上で/boot/config.txtのファイルに付け足した「dtoverlay」で始まる一行ですが、「dtoverlay」は「Device Tree (デバイスツリー)」の「Overlay (オーバーレイ)」の意味になります。 デバイスツリーは、ラズベリーパイなどのSoC (System on Chip)と呼ばれるタイプのコンピュータで、インターフェイスなどのハードウェアがどのように接続されているかを記述していて、それを元にカーネルがインターフェイスに繋がっているデバイスなどにアクセスすることが出来るそうです。

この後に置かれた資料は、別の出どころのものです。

//! Scene description files
//!
//! A scene file lists nodes in parent-before-child order. Each node may
//! carry a canvas, a widget (drawn as a single tinted quad) and a renderer
//! with optional effect.
//!
//! ```toml
//! [screen]
//! width = 1280
//! height = 720
//!
//! [[node]]
//! name = "canvas"
//! size = [1280, 720]
//! canvas = {}
//!
//! [[node]]
//! name = "panel"
//! parent = "canvas"
//! size = [320, 200]
//! renderer = { preset = "shadow" }
//! ```

use anyhow::{bail, Context, Result};
use composite_canvas::geometry::build_quad;
use composite_canvas::{
    Camera, Canvas, Compositor, Effect, EffectPreset, LocalTransform, NodeId, RectLayout, RenderMode, RendererId,
    RendererSettings, Widget,
};
use composite_core::{Color, Mat4, Quat, Rect, Size, Vec2, Vec3};
use composite_gpu::{GpuDevice, Mesh};
use rustc_hash::FxHashMap;
use serde::{Deserialize, Serialize};
use std::fs;
use std::path::Path;

/// Top-level scene description
#[derive(Debug, Deserialize, Serialize)]
pub struct SceneFile {
    #[serde(default)]
    pub screen: ScreenConfig,
    #[serde(default, rename = "node")]
    pub nodes: Vec<NodeSpec>,
}

/// Headless screen size used for render target clamping
#[derive(Debug, Deserialize, Serialize)]
pub struct ScreenConfig {
    #[serde(default = "default_width")]
    pub width: u32,
    #[serde(default = "default_height")]
    pub height: u32,
}

fn default_width() -> u32 {
    1920
}

fn default_height() -> u32 {
    1080
}

impl Default for ScreenConfig {
    fn default() -> Self {
        Self {
            width: default_width(),
            height: default_height(),
        }
    }
}

#[derive(Debug, Deserialize, Serialize)]
pub struct NodeSpec {
    pub name: String,
    #[serde(default)]
    pub parent: Option<String>,
    #[serde(default)]
    pub position: [f32; 3],
    /// Euler angles in degrees
    #[serde(default)]
    pub rotation: [f32; 3],
    #[serde(default = "default_scale")]
    pub scale: [f32; 3],
    #[serde(default = "default_size")]
    pub size: [f32; 2],
    #[serde(default = "default_pivot")]
    pub pivot: [f32; 2],
    #[serde(default = "default_one")]
    pub alpha: f32,
    #[serde(default = "default_true")]
    pub active: bool,
    #[serde(default)]
    pub canvas: Option<CanvasSpec>,
    #[serde(default)]
    pub widget: Option<WidgetSpec>,
    #[serde(default)]
    pub renderer: Option<RendererSpec>,
}

fn default_scale() -> [f32; 3] {
    [1.0; 3]
}

fn default_size() -> [f32; 2] {
    [100.0, 100.0]
}

fn default_pivot() -> [f32; 2] {
    [0.5, 0.5]
}

fn default_one() -> f32 {
    1.0
}

fn default_true() -> bool {
    true
}

#[derive(Debug, Deserialize, Serialize)]
pub struct CanvasSpec {
    #[serde(default)]
    pub render_mode: RenderMode,
    #[serde(default = "default_one")]
    pub scale_factor: f32,
    #[serde(default)]
    pub linear_vertex_colors: bool,
    #[serde(default)]
    pub linear_in_shader: bool,
    /// Perspective camera for `ScreenSpaceCamera` canvases
    #[serde(default)]
    pub camera: Option<CameraSpec>,
}

#[derive(Debug, Deserialize, Serialize)]
pub struct CameraSpec {
    #[serde(default = "default_fov")]
    pub fov: f32,
    #[serde(default = "default_near")]
    pub near: f32,
    #[serde(default = "default_far")]
    pub far: f32,
    /// Distance from the camera to the canvas plane
    #[serde(default = "default_distance")]
    pub distance: f32,
}

fn default_fov() -> f32 {
    60.0
}

fn default_near() -> f32 {
    0.3
}

fn default_far() -> f32 {
    1000.0
}

fn default_distance() -> f32 {
    100.0
}

#[derive(Debug, Deserialize, Serialize)]
pub struct WidgetSpec {
    #[serde(default = "default_white")]
    pub color: [f32; 4],
    #[serde(default)]
    pub depth: Option<i32>,
    /// Quad size; the node size when absent
    #[serde(default)]
    pub size: Option<[f32; 2]>,
}

fn default_white() -> [f32; 4] {
    [1.0; 4]
}

#[derive(Debug, Deserialize, Serialize)]
pub struct RendererSpec {
    #[serde(flatten)]
    pub settings: RendererSettings,
    #[serde(default = "default_true")]
    pub enabled: bool,
    #[serde(default)]
    pub preset: Option<EffectPreset>,
    /// Explicit effect; applied after the preset
    #[serde(default)]
    pub effect: Option<Effect>,
}

/// Renderers created from a scene file, in file order
#[derive(Debug, Default)]
pub struct BuiltScene {
    pub renderers: Vec<(String, RendererId)>,
}

impl BuiltScene {
    pub fn name_of(&self, id: RendererId) -> &str {
        self.renderers
            .iter()
            .find(|(_, r)| *r == id)
            .map_or("?", |(name, _)| name.as_str())
    }
}

impl SceneFile {
    /// Load and validate a scene file
    pub fn load(path: &Path) -> Result<Self> {
        let content =
            fs::read_to_string(path).with_context(|| format!("Failed to read {}", path.display()))?;
        Self::from_toml_str(&content).with_context(|| format!("Invalid scene {}", path.display()))
    }

    pub fn from_toml_str(content: &str) -> Result<Self> {
        let scene: SceneFile = toml::from_str(content).context("Failed to parse scene")?;
        scene.validate()?;
        Ok(scene)
    }

    /// Check names, parent references and numeric ranges.
    pub fn validate(&self) -> Result<()> {
        if self.nodes.is_empty() {
            bail!("scene has no nodes");
        }
        if self.screen.width == 0 || self.screen.height == 0 {
            bail!("screen size must be positive");
        }
        let mut seen: FxHashMap<&str, usize> = FxHashMap::default();
        for (index, node) in self.nodes.iter().enumerate() {
            if node.name.is_empty() {
                bail!("node #{index} has an empty name");
            }
            if seen.insert(node.name.as_str(), index).is_some() {
                bail!("duplicate node name `{}`", node.name);
            }
            if let Some(parent) = &node.parent {
                if !seen.contains_key(parent.as_str()) || parent == &node.name {
                    bail!("node `{}` references parent `{parent}` before it is declared", node.name);
                }
            }
            if node.size.iter().any(|v| !v.is_finite() || *v < 0.0) {
                bail!("node `{}` has an invalid size", node.name);
            }
            if !(0.0..=1.0).contains(&node.alpha) {
                bail!("node `{}` alpha must be within 0..=1", node.name);
            }
            if let Some(canvas) = &node.canvas {
                if canvas.scale_factor <= 0.0 {
                    bail!("canvas `{}` scale factor must be positive", node.name);
                }
            }
        }
        Ok(())
    }

    /// Build the hierarchy into the compositor's scene and attach renderers.
    pub fn build<D: GpuDevice>(&self, compositor: &mut Compositor<D>) -> Result<BuiltScene> {
        let aspect = self.screen.width as f32 / self.screen.height as f32;
        let mut ids: FxHashMap<&str, NodeId> = FxHashMap::default();
        for entry in &self.nodes {
            let parent = entry.parent.as_deref().and_then(|p| ids.get(p).copied());
            let scene = compositor.scene_mut();
            let id = scene.add_node(parent, entry.name.as_str())?;
            scene.set_transform(id, entry.transform())?;
            scene.set_layout(id, entry.layout())?;
            scene.set_alpha(id, entry.alpha)?;
            if let Some(canvas) = &entry.canvas {
                scene.set_canvas(id, Some(canvas.to_canvas(aspect)))?;
            }
            if let Some(widget) = &entry.widget {
                scene.set_widget(id, Some(widget.to_widget(entry)))?;
            }
            if !entry.active {
                scene.set_active(id, false)?;
            }
            ids.insert(entry.name.as_str(), id);
        }

        let mut built = BuiltScene::default();
        for entry in &self.nodes {
            let (Some(renderer), Some(&node)) = (&entry.renderer, ids.get(entry.name.as_str())) else {
                continue;
            };
            let id = compositor
                .add_renderer(node, renderer.settings.clone())
                .with_context(|| format!("Failed to attach renderer to `{}`", entry.name))?;
            if let Some(preset) = renderer.preset {
                compositor.apply_preset(id, preset)?;
            }
            if let Some(effect) = &renderer.effect {
                compositor.set_effect(id, Some(effect.clone()))?;
            }
            if !renderer.enabled {
                compositor.set_renderer_enabled(id, false)?;
            }
            tracing::debug!(node = %entry.name, renderer = ?id, "renderer attached");
            built.renderers.push((entry.name.clone(), id));
        }
        Ok(built)
    }
}

impl NodeSpec {
    fn transform(&self) -> LocalTransform {
        let [x, y, z] = self.rotation;
        LocalTransform {
            position: Vec3::new(self.position[0], self.position[1], self.position[2]),
            rotation: Quat::from_euler_degrees(x, y, z),
            scale: Vec3::new(self.scale[0], self.scale[1], self.scale[2]),
        }
    }

    fn layout(&self) -> RectLayout {
        RectLayout {
            size: Size::new(self.size[0], self.size[1]),
            pivot: Vec2::new(self.pivot[0], self.pivot[1]),
        }
    }
}

impl CanvasSpec {
    fn to_canvas(&self, aspect: f32) -> Canvas {
        let camera = self.camera.as_ref().map(|c| {
            Camera::perspective(c.fov, aspect, c.near, c.far, Mat4::translation(0.0, 0.0, -c.distance))
        });
        Canvas {
            render_mode: self.render_mode,
            camera,
            scale_factor: self.scale_factor,
            linear_vertex_colors: self.linear_vertex_colors,
            linear_in_shader: self.linear_in_shader,
        }
    }
}

impl WidgetSpec {
    fn to_widget(&self, node: &NodeSpec) -> Widget {
        let [w, h] = self.size.unwrap_or(node.size);
        let rect = Rect::new(-w * node.pivot[0], -h * node.pivot[1], w, h);
        let mut mesh = Mesh::new();
        build_quad(&mut mesh, rect, [255; 4]);
        let [r, g, b, a] = self.color;
        let mut widget = Widget::new(mesh).with_color(Color::rgba(r, g, b, a));
        if let Some(depth) = self.depth {
            widget = widget.with_depth(depth);
        }
        widget
    }
}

デバイスツリーオーバーレイはカーネル起動時に読み込まれたデバイスツリーを上書きする形でデバイスツリーの変更をします。 オーバーレイによって、カーネルを再コンパイルせずに、SoCのチップ上には存在するけれど使う様に設定されていなかったインターフェイスやデバイスを設定したり、既に設定されているインターフェイスやデバイスを変更・無効にすることを可能にしているそうです。

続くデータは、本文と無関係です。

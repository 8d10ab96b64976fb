//! Reference-counted sharing of device resources
//!
//! Renderers that resolve to the same configuration share one resource. Each
//! holder keeps an `Option<H>` slot; `get` fills it and `release` empties it.
//! The underlying resource is destroyed as soon as its last holder releases.

use rustc_hash::FxHashMap;
use std::fmt::Debug;
use std::hash::Hash;

/// Counters for a [`SharedRepository`]
#[derive(Clone, Copy, Debug, Default, PartialEq)]
pub struct RepositoryStats {
    /// Existing entry handed out again
    pub hits: u64,
    /// New resource created
    pub misses: u64,
    /// Resources destroyed after their last release
    pub destroyed: u64,
    /// Entries alive right now
    pub active: usize,
}

impl RepositoryStats {
    /// Reuse ratio (0.0 - 1.0)
    pub fn hit_rate(&self) -> f64 {
        let total = self.hits + self.misses;
        if total == 0 {
            0.0
        } else {
            self.hits as f64 / total as f64
        }
    }
}

#[derive(Debug)]
struct Entry<H> {
    handle: H,
    count: usize,
}

/// Keyed, ref-counted resource cache
#[derive(Debug)]
pub struct SharedRepository<K, H> {
    name: &'static str,
    entries: FxHashMap<K, Entry<H>>,
    keys: FxHashMap<H, K>,
    hits: u64,
    misses: u64,
    destroyed: u64,
}

impl<K, H> SharedRepository<K, H>
where
    K: Hash + Eq + Clone + Debug,
    H: Hash + Eq + Copy + Debug,
{
    pub fn new(name: &'static str) -> Self {
        Self {
            name,
            entries: FxHashMap::default(),
            keys: FxHashMap::default(),
            hits: 0,
            misses: 0,
            destroyed: 0,
        }
    }

    /// Whether `held` is already the resource registered under `key`.
    pub fn valid(&self, key: &K, held: Option<H>) -> bool {
        match (held, self.entries.get(key)) {
            (Some(h), Some(entry)) => entry.handle == h,
            _ => false,
        }
    }

    /// Point `held` at the resource for `key`.
    ///
    /// If `held` already refers to it nothing changes. Otherwise the previous
    /// handle is released, then an existing entry is shared or a new one is
    /// created with `create`.
    pub fn get<E>(
        &mut self,
        key: K,
        held: &mut Option<H>,
        create: impl FnOnce(&K) -> Result<H, E>,
        destroy: impl FnOnce(H),
    ) -> Result<H, E> {
        if let Some(h) = *held {
            if self.valid(&key, Some(h)) {
                return Ok(h);
            }
        }
        self.release(held, destroy);

        if let Some(entry) = self.entries.get_mut(&key) {
            entry.count += 1;
            self.hits += 1;
            tracing::trace!(repo = self.name, ?key, count = entry.count, "shared resource reused");
            *held = Some(entry.handle);
            return Ok(entry.handle);
        }

        let handle = create(&key)?;
        self.misses += 1;
        tracing::debug!(repo = self.name, ?key, ?handle, "shared resource created");
        self.keys.insert(handle, key.clone());
        self.entries.insert(key, Entry { handle, count: 1 });
        *held = Some(handle);
        Ok(handle)
    }

    /// Drop the reference in `held`. Destroys the resource on last release.
    pub fn release(&mut self, held: &mut Option<H>, destroy: impl FnOnce(H)) {
        let Some(handle) = held.take() else {
            return;
        };
        let Some(key) = self.keys.get(&handle).cloned() else {
            tracing::warn!(repo = self.name, ?handle, "release of untracked resource ignored");
            return;
        };
        let remove = match self.entries.get_mut(&key) {
            Some(entry) => {
                entry.count = entry.count.saturating_sub(1);
                entry.count == 0
            }
            None => true,
        };
        if remove {
            self.entries.remove(&key);
            self.keys.remove(&handle);
            self.destroyed += 1;
            tracing::debug!(repo = self.name, ?key, ?handle, "shared resource destroyed");
            destroy(handle);
        }
    }

    /// Number of distinct live resources
    pub fn active_count(&self) -> usize {
        self.entries.len()
    }

    pub fn ref_count(&self, key: &K) -> usize {
        self.entries.get(key).map_or(0, |e| e.count)
    }

    pub fn key_of(&self, handle: H) -> Option<&K> {
        self.keys.get(&handle)
    }

    /// Destroy everything regardless of outstanding references.
    pub fn clear(&mut self, mut destroy: impl FnMut(H)) {
        for (_, entry) in self.entries.drain() {
            self.destroyed += 1;
            destroy(entry.handle);
        }
        self.keys.clear();
    }

    pub fn stats(&self) -> RepositoryStats {
        RepositoryStats {
            hits: self.hits,
            misses: self.misses,
            destroyed: self.destroyed,
            active: self.entries.len(),
        }
    }
}

#[cfg(test)]
mod tests {
    use super::*;

    type Repo = SharedRepository<&'static str, u32>;

    fn create(next: &mut u32) -> impl FnOnce(&&'static str) -> Result<u32, ()> + '_ {
        move |_| {
            *next += 1;
            Ok(*next)
        }
    }

    #[test]
    fn test_n_gets_then_n_releases_empties_repository() {
        let mut repo = Repo::new("test");
        let mut next = 0;
        let mut destroyed = Vec::new();
        let mut holders = vec![None; 5];

        for held in holders.iter_mut() {
            repo.get("a", held, create(&mut next), |_| {}).unwrap();
        }
        assert_eq!(repo.active_count(), 1);
        assert_eq!(repo.ref_count(&"a"), 5);

        for held in holders.iter_mut().take(4) {
            repo.release(held, |h| destroyed.push(h));
        }
        assert_eq!(repo.active_count(), 1);
        assert!(destroyed.is_empty());

        repo.release(&mut holders[4], |h| destroyed.push(h));
        assert_eq!(repo.active_count(), 0);
        assert_eq!(destroyed, vec![1]);
        assert_eq!(next, 1);
    }

    #[test]
    fn test_get_with_new_key_releases_previous() {
        let mut repo = Repo::new("test");
        let mut next = 0;
        let mut destroyed = Vec::new();
        let mut held = None;

        repo.get("a", &mut held, create(&mut next), |_| {}).unwrap();
        repo.get("b", &mut held, create(&mut next), |h| destroyed.push(h))
            .unwrap();

        assert_eq!(held, Some(2));
        assert_eq!(destroyed, vec![1]);
        assert_eq!(repo.active_count(), 1);
    }

    #[test]
    fn test_get_is_idempotent_for_valid_holder() {
        let mut repo = Repo::new("test");
        let mut next = 0;
        let mut held = None;
        repo.get("a", &mut held, create(&mut next), |_| {}).unwrap();
        repo.get("a", &mut held, create(&mut next), |_| {}).unwrap();
        assert_eq!(repo.ref_count(&"a"), 1);
        assert_eq!(repo.stats().misses, 1);
    }

    #[test]
    fn test_failed_create_leaves_holder_empty() {
        let mut repo = Repo::new("test");
        let mut held = None;
        let result = repo.get("a", &mut held, |_| Err::<u32, _>("boom"), |_| {});
        assert_eq!(result, Err("boom"));
        assert_eq!(held, None);
        assert_eq!(repo.active_count(), 0);
    }
}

デバイスツリーについて、詳しくは英語ですがラズビアンの /boot/overlay/README のファイルを参照してください。



コメント

  1. Raspberry Piにこのボタンは良いアイデアですね。
    ご存じかとはおもいますが、このボタンに内蔵の赤LEDはRPiの状態表示に使えますね。ボタンと同じく、LED用にdtovelayを下記のように定義し、LEDの線をGPIOピンとGNDピン接続すれば、ボードにある緑LEDと同様にRPiのAcvtive時に点灯するようになります。
    dtoverlay=gpio-poweroff,gpiopin=18,active_low=1 
              (gpiopin=は接続GPIO番号に変更)
    RPiボードが見えないところにあるときやボード上の緑LEDが見にくいときに便利です。
    記事にはこのボタン、豪ドル$7.70 (約520円@1ドル67円換算)とありましたが、eBayを検索すると、Price:AU $10.43 JPY 850、と値上がりしているようです。
    そこで私の場合はGoogle AIY Voice Kit V1(https://aiyprojects.withgoogle.com/voice-v1/)
    を持ってましたので、このボックスの頭についている緑色のLED付き押し釦(ゲーム機のボタンのような形状)を使い、下記のようにAIY Kit V1の配線に合わせ定義しました。
    dtoverlay=gpio-shutdown,gpio_pin=23
    dtoverlay=gpio-poweroff,gpiopin=26,active_low=1
    ただShutdownのGPIOピンを3以外にするとShutdownはできますが再起動はできません。

    いつも楽しくそして参考に読ませてもらってます。